Penyerang Moïse tertangkap kamera keamanan yang dirilis polisi kepada media. Rekaman kamera itu menunjukkan tiga laki-laki dengan kasar menyerang pemuda itu, dan selama 13 menit menahan dan memukulinya dengan kayu. Ketiga laki-laki itu terus melakukan pemukulan meskipun Moïse sudah tidak sadarkan diri. Mereka kemudian terlibat berupaya menekan dada Moïse, lalu menggulingkan tubuhnya.

Polisi masih menyelidiki kondisi yang memicu pembunuhan Moïse.

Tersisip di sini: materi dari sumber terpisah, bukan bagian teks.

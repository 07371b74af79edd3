use crate::dataset::ColumnAccessor;
use std::collections::HashMap;

/// Counts every row that belongs to a group of two or more equal values.
/// Nulls never form a group.
pub(super) fn count_unexpected(column: &ColumnAccessor) -> u64 {
    let mut occurrences = HashMap::with_capacity(column.len() - column.null_count());
    for value in column.iter().flatten() {
        *occurrences.entry(value.key()).or_insert(0u64) += 1;
    }
    occurrences.values().filter(|&&count| count > 1).sum()
}
//! Immutable dataset snapshots and typed column views.
//!
//! A [`Dataset`] wraps a single Arrow [`RecordBatch`]: an ordered set of named,
//! equally long, nullable columns. Rules never touch Arrow arrays directly;
//! they read through a [`ColumnAccessor`], which normalizes the many Arrow
//! physical types into the four semantic types the engine understands:
//! text, integer, floating-point and date.

use crate::prelude::*;
use arrow::array::{
    Array, ArrayRef, AsArray, Date32Array, Float64Array, Int64Array, RecordBatch, StringArray,
};
use arrow::compute::{cast, concat_batches};
use arrow::datatypes::{DataType, Date32Type, Field, Float64Type, Int64Type, Schema, SchemaRef};
use chrono::NaiveDate;
use std::borrow::Cow;
use std::fmt;
use std::sync::Arc;

/// An immutable, rectangular, in-memory table.
///
/// Cloning is cheap: the underlying Arrow buffers are reference counted.
///
/// # Examples
///
/// ```rust
/// use arrow::array::{ArrayRef, Int64Array, StringArray};
/// use dq_guard::dataset::Dataset;
/// use std::sync::Arc;
///
/// let dataset = Dataset::from_columns(vec![
///     ("id", Arc::new(Int64Array::from(vec![Some(1), Some(2), None])) as ArrayRef),
///     ("item", Arc::new(StringArray::from(vec!["Tea", "Cake", "Coffee"])) as ArrayRef),
/// ])
/// .unwrap();
///
/// assert_eq!(dataset.row_count(), 3);
/// assert!(dataset.has_column("item"));
/// ```
#[derive(Debug, Clone)]
pub struct Dataset {
    batch: RecordBatch,
}

impl Dataset {
    /// Wraps an existing record batch.
    pub fn new(batch: RecordBatch) -> Self {
        Self { batch }
    }

    /// Concatenates batches sharing `schema` into one snapshot.
    pub fn from_batches(schema: SchemaRef, batches: &[RecordBatch]) -> Result<Self> {
        let batch = concat_batches(&schema, batches)?;
        Ok(Self { batch })
    }

    /// Builds a snapshot from `(name, array)` pairs. All columns are nullable.
    pub fn from_columns<I, S>(columns: I) -> Result<Self>
    where
        I: IntoIterator<Item = (S, ArrayRef)>,
        S: Into<String>,
    {
        let (fields, arrays): (Vec<Field>, Vec<ArrayRef>) = columns
            .into_iter()
            .map(|(name, array)| {
                let field = Field::new(name.into(), array.data_type().clone(), true);
                (field, array)
            })
            .unzip();

        if arrays.is_empty() {
            return Err(DqError::Configuration(
                "A dataset needs at least one column".to_string(),
            ));
        }

        let batch = RecordBatch::try_new(Arc::new(Schema::new(fields)), arrays)?;
        Ok(Self { batch })
    }

    /// Number of rows (N).
    pub fn row_count(&self) -> usize {
        self.batch.num_rows()
    }

    /// Number of columns.
    pub fn column_count(&self) -> usize {
        self.batch.num_columns()
    }

    /// Column names in schema order.
    pub fn column_names(&self) -> Vec<&str> {
        self.batch
            .schema_ref()
            .fields()
            .iter()
            .map(|field| field.name().as_str())
            .collect()
    }

    /// Returns true if a column with this exact name exists.
    pub fn has_column(&self, name: &str) -> bool {
        self.batch.schema_ref().column_with_name(name).is_some()
    }

    /// The Arrow schema of the snapshot.
    pub fn schema(&self) -> SchemaRef {
        self.batch.schema()
    }

    /// The underlying record batch.
    pub fn record_batch(&self) -> &RecordBatch {
        &self.batch
    }

    /// Raw Arrow array for a column, if present.
    pub fn array(&self, name: &str) -> Option<&ArrayRef> {
        self.batch.column_by_name(name)
    }

    /// Returns a typed read-only view over the named column.
    ///
    /// Fails with [`DqError::UnknownColumn`] when the column does not exist and
    /// with [`DqError::UnsupportedColumnType`] when its Arrow type has no
    /// semantic equivalent.
    pub fn column(&self, name: &str) -> Result<ColumnAccessor> {
        let array = self
            .array(name)
            .ok_or_else(|| DqError::unknown_column(name, self.column_names()))?;
        ColumnAccessor::try_new(name, array)
    }
}

/// Semantic type of a column as seen by rules.
#[derive(Debug, Clone, Copy, PartialEq, Eq, Hash)]
pub enum ColumnType {
    Text,
    Integer,
    Float,
    Date,
}

impl fmt::Display for ColumnType {
    fn fmt(&self, f: &mut fmt::Formatter<'_>) -> fmt::Result {
        let name = match self {
            ColumnType::Text => "text",
            ColumnType::Integer => "integer",
            ColumnType::Float => "float",
            ColumnType::Date => "date",
        };
        f.write_str(name)
    }
}

#[derive(Debug, Clone)]
enum ColumnValues {
    Text(StringArray),
    Integer(Int64Array),
    Float(Float64Array),
    Date(Date32Array),
}

/// A typed, read-only view over one column of a [`Dataset`].
#[derive(Debug, Clone)]
pub struct ColumnAccessor {
    name: String,
    values: ColumnValues,
}

impl ColumnAccessor {
    /// Normalizes an Arrow array into one of the supported semantic types.
    ///
    /// Integer widths become `i64`, floats become `f64` with NaN read as null,
    /// all string layouts
    /// become `Utf8` and `Date64` becomes `Date32`. An all-null (`Null`)
    /// array is read as a text column without values.
    pub fn try_new(name: impl Into<String>, array: &ArrayRef) -> Result<Self> {
        let name = name.into();
        let values = match array.data_type() {
            DataType::Utf8 => ColumnValues::Text(array.as_string::<i32>().clone()),
            DataType::LargeUtf8 | DataType::Utf8View => {
                ColumnValues::Text(cast(array, &DataType::Utf8)?.as_string::<i32>().clone())
            }
            DataType::Null => ColumnValues::Text(StringArray::new_null(array.len())),
            DataType::Int64 => ColumnValues::Integer(array.as_primitive::<Int64Type>().clone()),
            dt if dt.is_integer() => ColumnValues::Integer(
                cast(array, &DataType::Int64)?
                    .as_primitive::<Int64Type>()
                    .clone(),
            ),
            DataType::Float64 => {
                ColumnValues::Float(nan_as_null(array.as_primitive::<Float64Type>()))
            }
            DataType::Float16 | DataType::Float32 => ColumnValues::Float(nan_as_null(
                cast(array, &DataType::Float64)?.as_primitive::<Float64Type>(),
            )),
            DataType::Date32 => ColumnValues::Date(array.as_primitive::<Date32Type>().clone()),
            DataType::Date64 => ColumnValues::Date(
                cast(array, &DataType::Date32)?
                    .as_primitive::<Date32Type>()
                    .clone(),
            ),
            other => {
                return Err(DqError::UnsupportedColumnType {
                    column: name,
                    data_type: other.to_string(),
                })
            }
        };
        Ok(Self { name, values })
    }

    pub fn name(&self) -> &str {
        &self.name
    }

    pub fn column_type(&self) -> ColumnType {
        match self.values {
            ColumnValues::Text(_) => ColumnType::Text,
            ColumnValues::Integer(_) => ColumnType::Integer,
            ColumnValues::Float(_) => ColumnType::Float,
            ColumnValues::Date(_) => ColumnType::Date,
        }
    }

    pub fn len(&self) -> usize {
        match &self.values {
            ColumnValues::Text(a) => a.len(),
            ColumnValues::Integer(a) => a.len(),
            ColumnValues::Float(a) => a.len(),
            ColumnValues::Date(a) => a.len(),
        }
    }

    pub fn is_empty(&self) -> bool {
        self.len() == 0
    }

    /// Number of null markers in the column.
    pub fn null_count(&self) -> usize {
        match &self.values {
            ColumnValues::Text(a) => a.null_count(),
            ColumnValues::Integer(a) => a.null_count(),
            ColumnValues::Float(a) => a.null_count(),
            ColumnValues::Date(a) => a.null_count(),
        }
    }

    /// Returns the value at `row`, or `None` when the cell is null.
    ///
    /// # Panics
    ///
    /// Panics if `row >= self.len()`.
    pub fn value(&self, row: usize) -> Option<CellValue<'_>> {
        match &self.values {
            ColumnValues::Text(a) => a.is_valid(row).then(|| CellValue::Text(a.value(row))),
            ColumnValues::Integer(a) => a.is_valid(row).then(|| CellValue::Integer(a.value(row))),
            ColumnValues::Float(a) => a.is_valid(row).then(|| CellValue::Float(a.value(row))),
            ColumnValues::Date(a) => a
                .is_valid(row)
                .then(|| a.value_as_date(row))
                .flatten()
                .map(CellValue::Date),
        }
    }

    /// Iterates over all cells in row order.
    pub fn iter(&self) -> impl Iterator<Item = Option<CellValue<'_>>> + '_ {
        (0..self.len()).map(move |row| self.value(row))
    }
}

/// NaN marks a missing float; it is stored as null so that every rule and
/// [`ColumnAccessor::null_count`] agree on what is missing.
fn nan_as_null(array: &Float64Array) -> Float64Array {
    if !array.iter().flatten().any(f64::is_nan) {
        return array.clone();
    }
    array.iter().map(|value| value.filter(|v| !v.is_nan())).collect()
}

/// A single non-null cell.
#[derive(Debug, Clone, Copy, PartialEq)]
pub enum CellValue<'a> {
    Text(&'a str),
    Integer(i64),
    Float(f64),
    Date(NaiveDate),
}

impl<'a> CellValue<'a> {
    /// Numeric interpretation of the cell. Text, dates and NaN are not numeric.
    pub fn as_f64(&self) -> Option<f64> {
        match *self {
            CellValue::Integer(v) => Some(v as f64),
            CellValue::Float(v) if !v.is_nan() => Some(v),
            _ => None,
        }
    }

    /// Canonical string rendering used by pattern and set matching.
    pub fn render(&self) -> Cow<'a, str> {
        match *self {
            CellValue::Text(s) => Cow::Borrowed(s),
            CellValue::Integer(v) => Cow::Owned(v.to_string()),
            CellValue::Float(v) => Cow::Owned(v.to_string()),
            CellValue::Date(d) => Cow::Owned(d.format("%Y-%m-%d").to_string()),
        }
    }

    /// Hashable identity of the cell. `-0.0` and `0.0` share a key, as do all NaNs.
    pub(crate) fn key(&self) -> CellKey<'a> {
        match *self {
            CellValue::Text(s) => CellKey::Text(s),
            CellValue::Integer(v) => CellKey::Integer(v),
            CellValue::Float(v) => {
                let normalized = if v == 0.0 {
                    0.0
                } else if v.is_nan() {
                    f64::NAN
                } else {
                    v
                };
                CellKey::Float(normalized.to_bits())
            }
            CellValue::Date(d) => CellKey::Date(d),
        }
    }
}

#[derive(Debug, Clone, Copy, PartialEq, Eq, Hash)]
pub(crate) enum CellKey<'a> {
    Text(&'a str),
    Integer(i64),
    Float(u64),
    Date(NaiveDate),
}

Banyak yang merasa tidak perlu menunggu temuan resmi polisi di kota di mana pembunuhan seringkali tidak diselidiki tuntas dan tersangka pelakunya tidak dihukum. Warga menegaskan Moïse adalah bukti rasisme, xenophobia dan impunitas atau kekebalan hukum yang dimiliki kelompok atau warga tertentu.

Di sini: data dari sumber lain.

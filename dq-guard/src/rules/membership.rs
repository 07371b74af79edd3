use crate::core::LiteralValue;
use crate::dataset::{CellValue, ColumnAccessor};
use std::collections::HashSet;

/// A row is unexpected iff it is non-null and not one of `allowed`.
/// Nulls are left to `NotNull`.
pub(super) fn count_unexpected(column: &ColumnAccessor, allowed: &[LiteralValue]) -> u64 {
    let allowed_text: HashSet<&str> = allowed
        .iter()
        .filter_map(|value| match value {
            LiteralValue::Text(text) => Some(text.as_str()),
            _ => None,
        })
        .collect();

    column
        .iter()
        .flatten()
        .filter(|cell| !is_member(cell, &allowed_text, allowed))
        .count() as u64
}

fn is_member(cell: &CellValue<'_>, allowed_text: &HashSet<&str>, allowed: &[LiteralValue]) -> bool {
    match cell {
        CellValue::Text(text) => allowed_text.contains(text),
        _ => allowed.iter().any(|value| value.matches(cell)),
    }
}
//! Persisted result records shared with the dashboard.
//!
//! Records have exactly the fields `Test`, `Status` and `Fehler`:
//!
//! ```json
//! [
//!   { "Test": "Transaktion ID nicht null", "Status": "✅", "Fehler": 0 },
//!   { "Test": "Quantity 1-10", "Status": "❌", "Fehler": 479 }
//! ]
//! ```
//!
//! The field names and status glyphs are an external contract. Record order
//! follows result order.

use crate::core::{summarize, Outcome, Summary, ValidationResult};
use crate::labels::LabelTable;
use crate::prelude::*;
use crate::scoring::{Badge, ScoreClassifier};
use serde::{Deserialize, Serialize};
use std::fs;
use std::path::{Path, PathBuf};
use tracing::{debug, info, instrument};

pub const STATUS_PASSED: &str = "✅";
pub const STATUS_FAILED: &str = "❌";

#[derive(Debug, Clone, Copy, PartialEq, Eq, Serialize, Deserialize)]
pub enum RecordStatus {
    #[serde(rename = "✅")]
    Passed,
    #[serde(rename = "❌")]
    Failed,
}

impl RecordStatus {
    pub fn as_str(&self) -> &'static str {
        match self {
            RecordStatus::Passed => STATUS_PASSED,
            RecordStatus::Failed => STATUS_FAILED,
        }
    }
}

impl From<bool> for RecordStatus {
    fn from(success: bool) -> Self {
        if success {
            RecordStatus::Passed
        } else {
            RecordStatus::Failed
        }
    }
}

/// One persisted result row.
#[derive(Debug, Clone, PartialEq, Eq, Serialize, Deserialize)]
pub struct ResultRecord {
    #[serde(rename = "Test")]
    pub test: String,
    #[serde(rename = "Status")]
    pub status: RecordStatus,
    #[serde(rename = "Fehler")]
    pub unexpected_count: u64,
}

impl Outcome for ResultRecord {
    fn is_success(&self) -> bool {
        self.status == RecordStatus::Passed
    }

    fn unexpected_count(&self) -> u64 {
        self.unexpected_count
    }
}

/// Maps results to records, labeling each through `labels`.
pub fn to_records(results: &[ValidationResult], labels: &LabelTable) -> Vec<ResultRecord> {
    results
        .iter()
        .map(|result| ResultRecord {
            test: labels.label_for_result(result).into_owned(),
            status: RecordStatus::from(result.success()),
            unexpected_count: result.unexpected_count(),
        })
        .collect()
}

/// Writes records as a JSON array, replacing any existing file.
#[instrument(skip(records), fields(records = records.len()))]
pub fn write_records(path: &Path, records: &[ResultRecord]) -> Result<()> {
    let json = serde_json::to_string_pretty(records)?;
    fs::write(path, json).with_context(|| format!("Failed to write results to {}", path.display()))?;
    info!(path = %path.display(), "Wrote validation results");
    Ok(())
}

/// Reads records written by [`write_records`].
///
/// An absent file is not an error; it yields [`ResultArtifact::Missing`].
#[instrument]
pub fn load_records(path: &Path) -> Result<ResultArtifact> {
    let json = match fs::read_to_string(path) {
        Ok(json) => json,
        Err(e) if e.kind() == std::io::ErrorKind::NotFound => {
            debug!(path = %path.display(), "No persisted results");
            return Ok(ResultArtifact::Missing {
                path: path.to_path_buf(),
            });
        }
        Err(e) => return Err(e.into()),
    };
    let records: Vec<ResultRecord> = serde_json::from_str(&json)?;
    debug!(records = records.len(), "Loaded persisted results");
    Ok(ResultArtifact::Available(records))
}

/// Persisted results, or the fact that none exist yet.
///
/// Both states flow through the same summary and badge logic; a missing
/// artifact summarizes like an empty result set.
#[derive(Debug, Clone, PartialEq)]
pub enum ResultArtifact {
    Available(Vec<ResultRecord>),
    Missing { path: PathBuf },
}

impl ResultArtifact {
    pub fn records(&self) -> &[ResultRecord] {
        match self {
            ResultArtifact::Available(records) => records,
            ResultArtifact::Missing { .. } => &[],
        }
    }

    pub fn is_missing(&self) -> bool {
        matches!(self, ResultArtifact::Missing { .. })
    }

    pub fn summary(&self) -> Summary {
        summarize(self.records())
    }

    pub fn badge(&self) -> Badge {
        ScoreClassifier::classify_summary(&self.summary())
    }

    /// Returns the records, or [`DqError::MissingArtifact`] if there are none.
    pub fn require(self) -> Result<Vec<ResultRecord>> {
        match self {
            ResultArtifact::Available(records) => Ok(records),
            ResultArtifact::Missing { path } => Err(DqError::MissingArtifact {
                path: path.display().to_string(),
            }),
        }
    }
}

#[cfg(test)]
mod tests {
    use super::*;
    use crate::core::{Expectation, ExpectationSuite, RuleKind, ValidationEngine};
    use crate::dataset::Dataset;
    use crate::scoring::BadgeTier;
    use arrow::array::{ArrayRef, Int64Array};
    use std::sync::Arc;
    use tempfile::TempDir;

    fn results() -> Vec<ValidationResult> {
        let dataset = Dataset::from_columns(vec![(
            "id",
            Arc::new(Int64Array::from(vec![Some(1), Some(1), None])) as ArrayRef,
        )])
        .unwrap();
        let suite = ExpectationSuite::builder("ids")
            .expectation(Expectation::not_null("id"))
            .expectation(Expectation::unique("id"))
            .build();
        ValidationEngine::new().evaluate(&dataset, &suite).unwrap()
    }

    #[test]
    fn test_record_field_names() {
        let labels = LabelTable::new().with_label(RuleKind::NotNull, "id", "ID nicht null");
        let records = to_records(&results(), &labels);

        let json = serde_json::to_value(&records).unwrap();
        assert_eq!(
            json,
            serde_json::json!([
                { "Test": "ID nicht null", "Status": "❌", "Fehler": 1 },
                { "Test": "Unbekannte Prüfung (unique)", "Status": "❌", "Fehler": 2 }
            ])
        );
    }

    #[test]
    fn test_write_then_load() {
        let dir = TempDir::new().unwrap();
        let path = dir.path().join("results.json");
        let records = to_records(&results(), &LabelTable::new());

        write_records(&path, &records).unwrap();
        let artifact = load_records(&path).unwrap();

        assert!(!artifact.is_missing());
        assert_eq!(artifact.records(), records.as_slice());
        assert_eq!(artifact.summary().total_unexpected, 3);
    }

    #[test]
    fn test_missing_file_is_empty_state() {
        let dir = TempDir::new().unwrap();
        let artifact = load_records(&dir.path().join("absent.json")).unwrap();

        assert!(artifact.is_missing());
        assert_eq!(artifact.summary(), Summary::empty());
        assert_eq!(artifact.badge().tier, BadgeTier::None);
        assert!(matches!(
            artifact.require(),
            Err(DqError::MissingArtifact { .. })
        ));
    }

    #[test]
    fn test_reads_external_records() {
        let dir = TempDir::new().unwrap();
        let path = dir.path().join("results.json");
        fs::write(
            &path,
            r#"[{"Test":"a","Status":"✅","Fehler":0},{"Test":"b","Status":"✅","Fehler":0},{"Test":"c","Status":"❌","Fehler":12}]"#,
        )
        .unwrap();

        let artifact = load_records(&path).unwrap();
        let summary = artifact.summary();
        assert_eq!(summary.success_count, 2);
        assert_eq!(summary.total_unexpected, 12);
        assert_eq!(artifact.badge().tier, BadgeTier::Bronze);
    }

    #[test]
    fn test_huge_external_counts_saturate() {
        let dir = TempDir::new().unwrap();
        let path = dir.path().join("results.json");
        fs::write(
            &path,
            r#"[{"Test":"a","Status":"❌","Fehler":18446744073709551615},{"Test":"b","Status":"❌","Fehler":1}]"#,
        )
        .unwrap();

        let summary = load_records(&path).unwrap().summary();
        assert_eq!(summary.total_checks, 2);
        assert_eq!(summary.total_unexpected, u64::MAX);
    }

    #[test]
    fn test_unknown_status_is_rejected() {
        let dir = TempDir::new().unwrap();
        let path = dir.path().join("results.json");
        fs::write(&path, r#"[{"Test":"a","Status":"ok","Fehler":0}]"#).unwrap();
        assert!(matches!(load_records(&path), Err(DqError::Json(_))));
    }
}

Human Rights Watch mengecam kejahatan yang “mengerikan” itu dalam sebuah pernyataan 1 Februari lalu.

Moïse pindah ke Brasil pada tahun 2011 dari Bunia, ibu kota propinsi Ituri di timur laut Kongo, papar sepupunya Yannick Kamanda kepada Associated Press. Kawasan timur Kongo telah puluhan tahun dilanda konflik dan media lokal melaporkan keluarga itu melarikan diri dari pertempuran antara kelompok etnis Hema dan Lendu.

Kementerian Kehakiman Brasil mengatakan lebih dari 2.500 warga Kongo diakui sebagai pengungsi di Brazil sejak tahun 2000. Dalam beberapa tahun terakhir ini Brasil juga menjadi tempat singgah warga Kongo dan Kamerun yang berupaya mencapai perbatasan Amerika.

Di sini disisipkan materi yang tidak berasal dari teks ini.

//! Aggregation of per-rule outcomes into summary metrics.

use serde::{Deserialize, Serialize};

/// Anything that reports a pass/fail outcome with a violation count.
///
/// Implemented by live [`ValidationResult`](super::ValidationResult)s and by
/// persisted [`ResultRecord`](crate::interchange::ResultRecord)s, so the same
/// fold serves both.
pub trait Outcome {
    fn is_success(&self) -> bool;
    fn unexpected_count(&self) -> u64;
}

/// Summary statistics over a set of outcomes.
#[derive(Debug, Clone, Copy, PartialEq, Serialize, Deserialize)]
pub struct Summary {
    /// Number of outcomes
    pub total_checks: usize,
    /// Number of successful outcomes
    pub success_count: usize,
    /// Sum of unexpected counts
    pub total_unexpected: u64,
    /// `success_count / total_checks`, 0 when there are no checks
    pub success_ratio: f64,
}

impl Summary {
    /// The summary of zero outcomes.
    pub fn empty() -> Self {
        Self {
            total_checks: 0,
            success_count: 0,
            total_unexpected: 0,
            success_ratio: 0.0,
        }
    }

    pub fn failed_count(&self) -> usize {
        self.total_checks - self.success_count
    }

    /// Success ratio as a percentage (0.0 to 100.0).
    pub fn success_percentage(&self) -> f64 {
        self.success_ratio * 100.0
    }
}

impl Default for Summary {
    fn default() -> Self {
        Self::empty()
    }
}

/// Folds outcomes into a [`Summary`]. Input order does not matter.
///
/// `total_unexpected` saturates at `u64::MAX`; persisted records may carry
/// arbitrarily large counts.
///
/// ```rust
/// use dq_guard::core::{summarize, Outcome};
///
/// struct Check(bool, u64);
///
/// impl Outcome for Check {
///     fn is_success(&self) -> bool { self.0 }
///     fn unexpected_count(&self) -> u64 { self.1 }
/// }
///
/// let checks = [Check(true, 0), Check(false, 3)];
/// let summary = summarize(&checks);
/// assert_eq!(summary.success_count, 1);
/// assert_eq!(summary.total_unexpected, 3);
/// assert_eq!(summary.success_ratio, 0.5);
/// ```
pub fn summarize<'a, T, I>(outcomes: I) -> Summary
where
    T: Outcome + 'a,
    I: IntoIterator<Item = &'a T>,
{
    let (total_checks, success_count, total_unexpected) = outcomes.into_iter().fold(
        (0usize, 0usize, 0u64),
        |(total, passed, unexpected), outcome| {
            (
                total + 1,
                passed + usize::from(outcome.is_success()),
                unexpected.saturating_add(outcome.unexpected_count()),
            )
        },
    );

    let success_ratio = if total_checks == 0 {
        0.0
    } else {
        success_count as f64 / total_checks as f64
    };

    Summary {
        total_checks,
        success_count,
        total_unexpected,
        success_ratio,
    }
}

Menteri Luar Negeri Kongo Christophe Lutundula Rabu lalu (2/2) memanggil Duta Besar Brasil untuk mendapatkan lebih banyak informasi tentang pembunuhan anak muda itu.

Sejauh ini polisi telah menangkap tiga laki-laki yang diduga terkait dengan pembunuhan itu.

Beberapa anggota keluarga Moïse mengatakan laki-laki itu terlibat dalam pertengkaran pada malam sebelum insiden itu karena dua hari terlambat membayar gaji. Polisi telah menginterogasi pemilik kios, tetapi tidak menyebutnya sebagai tersangka pembunuhan itu. Balai Kota telah menangguhkan izin operasi kios tersebut. [em/jm]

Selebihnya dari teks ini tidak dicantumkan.